Henry Carmichael (March 5, 1846 – January 28, 1924) was an American physician, professor and inventor. He was a consulting chemical engineer for 37 years and a professor of chemistry at various colleges around the United States. He also created the Carmichael process of handling copper ore and developed a commercial method of separating common salt into chlorine and caustic soda via the use of electricity.

== Early life ==
Carmichael was born in 1846 in Brooklyn, New York, to Daniel Carmichael and Eliza Otis. His father, who was a scientist, inventor and railroad builder, died aged 53, when Carmichael was three years old. His mother was the niece of his father's first wife, Almira, who died in 1831.

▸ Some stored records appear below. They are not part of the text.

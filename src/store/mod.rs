//! Company cache and suspicious-company store.
//!
//! The scoring engine reads and upserts company records through the
//! `CompanyStore` trait. Records are keyed by company number, upserted
//! atomically per key, and considered fresh for a TTL after their last
//! update. Two implementations: an in-memory map and a SQLite file.

mod memory;
mod sqlite;

pub use memory::MemoryStore;
pub use sqlite::SqliteStore;

use async_trait::async_trait;
use chrono::{DateTime, Utc};
use serde::{Deserialize, Serialize};
use thiserror::Error;

#[derive(Debug, Error)]
pub enum StoreError {
    #[error("database error: {0}")]
    Sqlite(#[from] rusqlite::Error),

    #[error("store task failed: {0}")]
    Task(String),
}

/// Lifecycle status of a registered company.
#[derive(Debug, Clone, Copy, PartialEq, Eq, Serialize, Deserialize)]
#[serde(rename_all = "lowercase")]
pub enum CompanyStatus {
    Active,
    Dissolved,
    Unknown,
}

impl CompanyStatus {
    pub fn parse(raw: &str) -> Self {
        match raw.trim().to_lowercase().as_str() {
            "active" => CompanyStatus::Active,
            "dissolved" => CompanyStatus::Dissolved,
            _ => CompanyStatus::Unknown,
        }
    }

    pub fn as_str(&self) -> &'static str {
        match self {
            CompanyStatus::Active => "active",
            CompanyStatus::Dissolved => "dissolved",
            CompanyStatus::Unknown => "unknown",
        }
    }
}

impl std::fmt::Display for CompanyStatus {
    fn fmt(&self, f: &mut std::fmt::Formatter<'_>) -> std::fmt::Result {
        f.write_str(self.as_str())
    }
}

/// Cached company record, at most one per company number.
#[derive(Debug, Clone, Serialize, Deserialize)]
pub struct CompanyRecord {
    pub name: String,
    pub company_number: String,
    pub registered_address: Option<String>,
    pub status: CompanyStatus,
    /// Score contribution recorded at fetch time.
    pub score: i32,
    pub website_domain: Option<String>,
    pub last_updated: DateTime<Utc>,
}

impl CompanyRecord {
    /// Whether the record is still inside its freshness window.
    pub fn is_fresh(&self, ttl: chrono::Duration, now: DateTime<Utc>) -> bool {
        now - self.last_updated < ttl
    }

    pub fn is_active(&self) -> bool {
        self.status == CompanyStatus::Active
    }
}

/// Known-bad company entry maintained out of band.
#[derive(Debug, Clone, Serialize, Deserialize)]
pub struct SuspiciousCompany {
    pub company_name: String,
    pub company_number: Option<String>,
    pub evidence: Option<String>,
    pub active: bool,
}

/// Narrow persistence interface consumed by the scoring engine.
///
/// Upserts are atomic per company number; last-writer-wins is fine
/// since the registry is the source of truth.
#[async_trait]
pub trait CompanyStore: Send + Sync {
    async fn get_company_by_number(&self, number: &str)
        -> Result<Option<CompanyRecord>, StoreError>;

    /// Insert or update the record keyed by its company number,
    /// returning the row id.
    async fn upsert_company(&self, record: CompanyRecord) -> Result<i64, StoreError>;

    /// Companies whose name matches exactly, case-insensitively.
    async fn get_companies_by_name(&self, name: &str) -> Result<Vec<CompanyRecord>, StoreError>;

    async fn delete_company_by_number(&self, number: &str) -> Result<bool, StoreError>;

    /// Look up an active suspicious-company entry by number first, then
    /// by name substring.
    async fn find_suspicious(
        &self,
        number: Option<&str>,
        name: Option<&str>,
    ) -> Result<Option<SuspiciousCompany>, StoreError>;

    /// Best-effort insert of a suspicious-company entry.
    async fn add_suspicious(&self, entry: SuspiciousCompany) -> Result<(), StoreError>;
}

He graduated from Amherst College in 1867, after which he studied at the University of Göttingen in Germany, where he received a PhD.

== Career ==
Carmichael's first role was as Professor of Chemistry at Iowa College in 1875. A year later, he fulfilled the same role at Bowdoin College in Brunswick, Maine. He was also an assayer for the State of Maine. While at Bowdoin, Carmichael created a practical invention for the manufacturing of fibreware. What was named "indurated fibre" was used in the manufacturing of pails and tubs and suchlike.

In 1886, after ten years at Bowdoin, Carmichael left to become a consultant in chemistry in Boston, a role in which he remained for almost forty years. It was there that he created the Carmichael process of handling copper ore which contributed to the success of many mines. He also devised a process, widely used for a period thereafter, for charging soda-fountain tanks with carbonic acid gas. Another process he devised was a commercial method of separating common salt into chlorine and caustic soda by means of electricity.

In 1904, he established a patent for apparatus for capping bottles as assignor to Static Carbonating Company in New York City.

== Personal life ==
Carmichael's wife, Anne Darling Cole, was a composer, writer and artist. She was a daughter of the artist Charles Octavius Cole.

== Death ==
Carmichael died at his home, "the Arches," on Highland Terrace in Malden, Massachusetts, in 1924, aged 77.